Wie auch in anderen europäischen Staaten können Inhaber eines türkischen Passes seit Montag dieser Woche entscheiden, ob Erdogan noch mehr Macht bekommt und die derzeit geltende Verfassung abschaffen kann. Im Bundesgebiet leben rund 1,4 Millionen Abstimmungsberechtigte. Sie können noch bis zum 9. April am Referendum teilnehmen. In Deutschland sind Wahllokale in 13 Konsulaten und externen Räumen geöffnet.

Die Beteiligung an der Abstimmung könnte aber vor allem für Kritiker der Erdogan-Regierung schwierig werden. Nach Informationen der Recherchegruppe von Süddeutscher Zeitung, NDR und WDR hatte der Präsident des türkischen Geheimdienstes Millî İstihbarat Teşkilatı (MİT), Hakan Fidan, seinem BND-Amtskollegen Bruno Kahl am Rande der sogenannten Sicherheitskonferenz in München ein umfangreiches Dossier von mutmaßlichen Anhängern der Hizmet-Bewegung um den Prediger Fethullah Gülen übergeben. Die Liste enthalte Namen von mehr als 300 in Deutschland lebenden angeblichen Gülen-Anhängern sowie von 200 angeblich der Gülen-Bewegung zuzurechnenden Institutionen.

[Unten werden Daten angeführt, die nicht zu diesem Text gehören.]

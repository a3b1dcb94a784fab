//! In-memory user store implementation

use async_trait::async_trait;
use std::collections::HashMap;
use std::sync::Arc;
use tokio::sync::RwLock;

use crate::domain::user::{NewUser, StoreError, User, UserId, UserStore};

#[derive(Debug, Default)]
struct State {
    users: HashMap<UserId, User>,
    /// Index for username -> user ID lookup
    username_index: HashMap<String, UserId>,
    last_id: i64,
}

/// In-memory implementation of UserStore
#[derive(Debug, Default, Clone)]
pub struct InMemoryUserStore {
    state: Arc<RwLock<State>>,
}

impl InMemoryUserStore {
    /// Create a new empty store
    pub fn new() -> Self {
        Self::default()
    }

    /// Number of stored users
    pub async fn len(&self) -> usize {
        self.state.read().await.users.len()
    }

    pub async fn is_empty(&self) -> bool {
        self.len().await == 0
    }
}

#[async_trait]
impl UserStore for InMemoryUserStore {
    async fn create_user(&self, user: NewUser) -> Result<User, StoreError> {
        let mut state = self.state.write().await;

        if state.username_index.contains_key(user.username()) {
            return Err(StoreError::conflict(format!(
                "Username '{}' already exists",
                user.username()
            )));
        }

        let id = UserId::new(state.last_id + 1)
            .map_err(|e| StoreError::backend(format!("Failed to allocate user ID: {}", e)))?;
        state.last_id = id.as_i64();

        let user = user.into_user(id);
        state.username_index.insert(user.username().to_string(), id);
        state.users.insert(id, user.clone());

        Ok(user)
    }

    async fn get_user_by_id(&self, id: UserId) -> Result<User, StoreError> {
        let state = self.state.read().await;

        state
            .users
            .get(&id)
            .cloned()
            .ok_or_else(|| StoreError::not_found(format!("User '{}' not found", id)))
    }

    async fn save_user(&self, user: &User) -> Result<(), StoreError> {
        let mut state = self.state.write().await;
        let id = user.id();

        let old_username = match state.users.get(&id) {
            Some(existing) => existing.username().to_string(),
            None => return Err(StoreError::not_found(format!("User '{}' not found", id))),
        };

        // If username changed, check uniqueness and update index
        if old_username != user.username() {
            if state.username_index.contains_key(user.username()) {
                return Err(StoreError::conflict(format!(
                    "Username '{}' already exists",
                    user.username()
                )));
            }

            state.username_index.remove(&old_username);
            state.username_index.insert(user.username().to_string(), id);
        }

        state.users.insert(id, user.clone());

        Ok(())
    }
}
//! Core configuration.
//!
//! # Responsibility
//! - Collect tunables for layout, sync debounce, editor defaults and logging.
//! - Parse configuration supplied by the UI shell as JSON.
//!
//! # Invariants
//! - Every section falls back to defaults when omitted.
//! - Spacing values are finite and positive after `validate()`.

use crate::layout::LayoutConfig;
use crate::sync::gateway::SyncConfig;
use serde::{Deserialize, Serialize};
use std::error::Error;
use std::fmt::{Display, Formatter};

/// Label given to nodes created by Add Child / Add Sibling.
pub const DEFAULT_NODE_LABEL: &str = "New Topic";
/// Template for the seeded session root; `{theme}` is substituted.
pub const DEFAULT_ROOT_LABEL_TEMPLATE: &str = "1on1 Theme: {theme}";
/// Theme used when a session starts without one.
pub const DEFAULT_THEME: &str = "General Check-in";

/// Configuration errors.
#[derive(Debug)]
pub enum ConfigError {
    /// Input is not valid configuration JSON.
    Parse(serde_json::Error),
    /// A value is outside its allowed range.
    Invalid(String),
}

impl Display for ConfigError {
    fn fmt(&self, f: &mut Formatter<'_>) -> std::fmt::Result {
        match self {
            Self::Parse(err) => write!(f, "invalid configuration: {err}"),
            Self::Invalid(message) => write!(f, "invalid configuration: {message}"),
        }
    }
}

impl Error for ConfigError {
    fn source(&self) -> Option<&(dyn Error + 'static)> {
        match self {
            Self::Parse(err) => Some(err),
            Self::Invalid(_) => None,
        }
    }
}

impl From<serde_json::Error> for ConfigError {
    fn from(value: serde_json::Error) -> Self {
        Self::Parse(value)
    }
}

/// Editor-facing defaults.
#[derive(Debug, Clone, PartialEq, Eq, Serialize, Deserialize)]
#[serde(default)]
pub struct EditorConfig {
    pub default_label: String,
    pub root_label_template: String,
    pub default_theme: String,
}

impl Default for EditorConfig {
    fn default() -> Self {
        Self {
            default_label: DEFAULT_NODE_LABEL.to_string(),
            root_label_template: DEFAULT_ROOT_LABEL_TEMPLATE.to_string(),
            default_theme: DEFAULT_THEME.to_string(),
        }
    }
}

impl EditorConfig {
    /// Renders the root label for `theme`, falling back to the default theme
    /// when `theme` is blank.
    pub fn root_label(&self, theme: Option<&str>) -> String {
        let theme = theme
            .map(str::trim)
            .filter(|value| !value.is_empty())
            .unwrap_or(self.default_theme.as_str());
        self.root_label_template.replace("{theme}", theme)
    }
}

/// Top-level configuration for one embedding UI shell.
#[derive(Debug, Clone, PartialEq, Default, Serialize, Deserialize)]
#[serde(default)]
pub struct CoreConfig {
    pub layout: LayoutConfig,
    pub sync: SyncConfig,
    pub editor: EditorConfig,
    /// `trace|debug|info|warn|error`; `None` uses the build-mode default.
    pub log_level: Option<String>,
}

impl CoreConfig {
    /// Parses and validates configuration JSON.
    pub fn from_json_str(raw: &str) -> Result<Self, ConfigError> {
        let config: Self = serde_json::from_str(raw)?;
        config.validate()?;
        Ok(config)
    }

    /// Checks value ranges.
    pub fn validate(&self) -> Result<(), ConfigError> {
        for (name, value) in [
            ("layout.layer_spacing", self.layout.layer_spacing),
            ("layout.node_spacing", self.layout.node_spacing),
        ] {
            if !value.is_finite() || value <= 0.0 {
                return Err(ConfigError::Invalid(format!(
                    "`{name}` must be a positive number, got {value}"
                )));
            }
        }
        if self.editor.default_label.trim().is_empty() {
            return Err(ConfigError::Invalid(
                "`editor.default_label` must not be blank".to_string(),
            ));
        }
        Ok(())
    }

    /// Returns the configured log level or the build-mode default.
    pub fn effective_log_level(&self) -> &str {
        self.log_level
            .as_deref()
            .unwrap_or_else(|| crate::logging::default_log_level())
    }
}

#[cfg(test)]
mod tests {
    use super::{ConfigError, CoreConfig, EditorConfig};
    use std::time::Duration;

    #[test]
    fn empty_object_yields_defaults() {
        let config = CoreConfig::from_json_str("{}").expect("defaults should parse");
        assert_eq!(config, CoreConfig::default());
        assert_eq!(config.sync.debounce(), Duration::from_millis(1000));
        assert_eq!(config.editor.default_label, "New Topic");
    }

    #[test]
    fn partial_sections_keep_remaining_defaults() {
        let config = CoreConfig::from_json_str(
            r#"{ "layout": { "node_spacing": 40 }, "sync": { "debounce_ms": 250 } }"#,
        )
        .expect("partial config should parse");
        assert_eq!(config.layout.node_spacing, 40.0);
        assert_eq!(config.layout.layer_spacing, 250.0);
        assert_eq!(config.sync.debounce(), Duration::from_millis(250));
    }

    #[test]
    fn rejects_non_positive_spacing() {
        let err = CoreConfig::from_json_str(r#"{ "layout": { "layer_spacing": 0 } }"#)
            .expect_err("zero spacing must be rejected");
        assert!(matches!(err, ConfigError::Invalid(message) if message.contains("layer_spacing")));
    }

    #[test]
    fn log_level_falls_back_to_build_default() {
        let config = CoreConfig::from_json_str("{}").expect("defaults should parse");
        assert_eq!(
            config.effective_log_level(),
            crate::logging::default_log_level()
        );

        let config = CoreConfig::from_json_str(r#"{ "log_level": "warn" }"#)
            .expect("log level should parse");
        assert_eq!(config.effective_log_level(), "warn");
    }

    #[test]
    fn root_label_uses_theme_or_default() {
        let editor = EditorConfig::default();
        assert_eq!(editor.root_label(Some("Project A")), "1on1 Theme: Project A");
        assert_eq!(editor.root_label(Some("  ")), "1on1 Theme: General Check-in");
        assert_eq!(editor.root_label(None), "1on1 Theme: General Check-in");
    }
}
//! SQLite-backed document store.
//!
//! # Responsibility
//! - Persist mind-map documents keyed by session id.
//! - Keep frozen (ended-session) documents as read-only history.
//! - Fan out change notifications to in-process subscribers.
//!
//! # Invariants
//! - A frozen row is never overwritten; the check and the write are one
//!   statement.
//! - Bodies are stored as JSON text and decoded on load.

use crate::db::migrations::latest_version;
use crate::db::{open_db, open_db_in_memory};
use crate::sync::store::{
    normalize_document_id, DocumentStore, ListenerRegistry, SnapshotListener, StoreError,
    StoreResult, Subscription,
};
use log::info;
use rusqlite::{params, Connection, OptionalExtension};
use serde_json::Value;
use std::path::Path;
use std::sync::{Arc, Mutex, MutexGuard, PoisonError};

const HISTORY_LIMIT_MAX: u32 = 100;

/// Frozen document listing entry.
#[derive(Debug, Clone, PartialEq, Eq)]
pub struct HistoryEntry {
    pub document_id: String,
    /// Epoch ms of the last write (the freeze for ended sessions).
    pub updated_at: i64,
}

/// `DocumentStore` over one migrated SQLite connection.
pub struct SqliteDocumentStore {
    conn: Mutex<Connection>,
    listeners: Arc<ListenerRegistry>,
}

impl SqliteDocumentStore {
    /// Wraps an already migrated connection.
    pub fn try_new(conn: Connection) -> StoreResult<Self> {
        ensure_document_connection_ready(&conn)?;
        Ok(Self {
            conn: Mutex::new(conn),
            listeners: ListenerRegistry::new(),
        })
    }

    /// Opens (and migrates) a database file.
    pub fn open(path: impl AsRef<Path>) -> StoreResult<Self> {
        Self::try_new(open_db(path)?)
    }

    pub fn open_in_memory() -> StoreResult<Self> {
        Self::try_new(open_db_in_memory()?)
    }

    /// Lists frozen documents, newest first. `limit` is clamped to 1..=100.
    pub fn list_history(&self, limit: u32) -> StoreResult<Vec<HistoryEntry>> {
        let limit = limit.clamp(1, HISTORY_LIMIT_MAX);
        let conn = self.conn();
        let mut stmt = conn.prepare(
            "SELECT document_id, updated_at
             FROM documents
             WHERE frozen = 1
             ORDER BY updated_at DESC, document_id ASC
             LIMIT ?1;",
        )?;
        let rows = stmt.query_map([limit], |row| {
            Ok(HistoryEntry {
                document_id: row.get(0)?,
                updated_at: row.get(1)?,
            })
        })?;
        Ok(rows.collect::<Result<Vec<_>, _>>()?)
    }

    fn conn(&self) -> MutexGuard<'_, Connection> {
        self.conn.lock().unwrap_or_else(PoisonError::into_inner)
    }
}

impl DocumentStore for SqliteDocumentStore {
    fn save(&self, document_id: &str, body: &Value) -> StoreResult<()> {
        let document_id = normalize_document_id(document_id)?;
        let encoded = serde_json::to_string(body)?;
        let changed = self.conn().execute(
            "INSERT INTO documents (document_id, body)
             VALUES (?1, ?2)
             ON CONFLICT(document_id) DO UPDATE SET
                body = excluded.body,
                updated_at = (strftime('%s', 'now') * 1000)
             WHERE documents.frozen = 0;",
            params![document_id, encoded],
        )?;
        if changed == 0 {
            return Err(StoreError::DocumentFrozen(document_id.to_string()));
        }
        self.listeners.notify(document_id, body);
        Ok(())
    }

    fn load(&self, document_id: &str) -> StoreResult<Option<Value>> {
        let document_id = normalize_document_id(document_id)?;
        let raw: Option<String> = self
            .conn()
            .query_row(
                "SELECT body FROM documents WHERE document_id = ?1;",
                [document_id],
                |row| row.get(0),
            )
            .optional()?;
        match raw {
            Some(raw) => {
                let body: Value = serde_json::from_str(&raw)?;
                Ok(Some(body).filter(|body| !body.is_null()))
            }
            None => Ok(None),
        }
    }

    fn subscribe(
        &self,
        document_id: &str,
        listener: SnapshotListener,
    ) -> StoreResult<Subscription> {
        let document_id = normalize_document_id(document_id)?;
        Ok(self.listeners.add(document_id, listener))
    }

    fn freeze(&self, document_id: &str) -> StoreResult<()> {
        let document_id = normalize_document_id(document_id)?;
        self.conn().execute(
            "INSERT INTO documents (document_id, body, frozen)
             VALUES (?1, 'null', 1)
             ON CONFLICT(document_id) DO UPDATE SET
                frozen = 1,
                updated_at = (strftime('%s', 'now') * 1000);",
            [document_id],
        )?;
        info!(
            "event=document_freeze module=repo status=ok document_id={}",
            document_id
        );
        Ok(())
    }

    fn is_frozen(&self, document_id: &str) -> StoreResult<bool> {
        let document_id = normalize_document_id(document_id)?;
        let frozen: Option<i64> = self
            .conn()
            .query_row(
                "SELECT frozen FROM documents WHERE document_id = ?1;",
                [document_id],
                |row| row.get(0),
            )
            .optional()?;
        Ok(frozen == Some(1))
    }
}

fn ensure_document_connection_ready(conn: &Connection) -> StoreResult<()> {
    let expected_version = latest_version();
    let actual_version: u32 = conn.query_row("PRAGMA user_version;", [], |row| row.get(0))?;
    if actual_version != expected_version {
        return Err(StoreError::UninitializedConnection {
            expected_version,
            actual_version,
        });
    }

    let exists: i64 = conn.query_row(
        "SELECT EXISTS(
            SELECT 1
            FROM sqlite_master
            WHERE type = 'table' AND name = 'documents'
        );",
        [],
        |row| row.get(0),
    )?;
    if exists != 1 {
        return Err(StoreError::MissingRequiredTable("documents"));
    }
    Ok(())
}

#[cfg(test)]
mod tests {
    use super::SqliteDocumentStore;
    use crate::sync::store::{DocumentStore, StoreError};
    use rusqlite::Connection;
    use serde_json::json;

    #[test]
    fn rejects_unmigrated_connection() {
        let conn = Connection::open_in_memory().expect("raw connection");
        assert!(matches!(
            SqliteDocumentStore::try_new(conn),
            Err(StoreError::UninitializedConnection {
                actual_version: 0,
                ..
            })
        ));
    }

    #[test]
    fn freeze_without_body_loads_as_absent() {
        let store = SqliteDocumentStore::open_in_memory().expect("store should open");
        store.freeze("s1").expect("freeze should succeed");
        assert!(store.is_frozen("s1").expect("frozen flag"));
        assert!(store.load("s1").expect("load should succeed").is_none());
        assert!(matches!(
            store.save("s1", &json!({ "nodes": [], "edges": [] })),
            Err(StoreError::DocumentFrozen(_))
        ));
    }
}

Allerdings hat sich Fidan verkalkuliert. Der BND hat die Liste inzwischen der Bundesregierung und anderen Behörden weitergeleitet, die nun die Verfolgten warnen. Personen unter Beobachtung des MİT werde abgeraten, in die Türkei einzureisen oder auch nur diplomatische Einrichtungen der Türkei in Deutschland zu betreten, hieß es aus Sicherheitskreisen.

Bei einer Konferenz der Linksfraktion zum Thema übten auch vor diesem Hintergrund Vertreter verschiedener politischer Lager harsche Kritik an Erdogan. Die Vorsitzende der Linksfraktion, Sahra Wagenknecht, bezeichnete den Präsidenten sogar als "Terroristen" – und reagierte damit auf eine recht unverhohlene Drohung des Staatschefs (Erdogan droht Europäern mit Terror auf der ganzen Welt). Wagenknecht ordnete dies als "Aufruf zum Terrorismus" ein und wurde auch in ihrer Wortwahl recht deutlich: "Da spricht ein Terrorist. Nichts anderes ist das." Die Politikerin forderte erneut auch ein umgehendes Ende der Verhandlungen mit der Türkei über einen Beitritt zu Europäischen Union.

Auf der Linken-Konferenz mit dem Titel "Quo vadis, Deutschland-Türkei" übte auch Bundestagspräsident Norbert Lammert Kritik an der türkischen Regierung, der er einen Putschversuch gegen die Demokratie vorwarf. Das Erdogan-Lager setze zur "Umwandlung einer zweifellos fragilen, aber demokratischen Ordnung in ein autoritäres System" an, sagte der CDU-Politiker. In Konsequenz des gescheiterten Putsches im vergangenen Jahr mache sich die Regierung in Ankara nun an die "systematische Aushebelung" des politischen Systems. Dies sei ein "zweiter Putschversuch", so Lammert.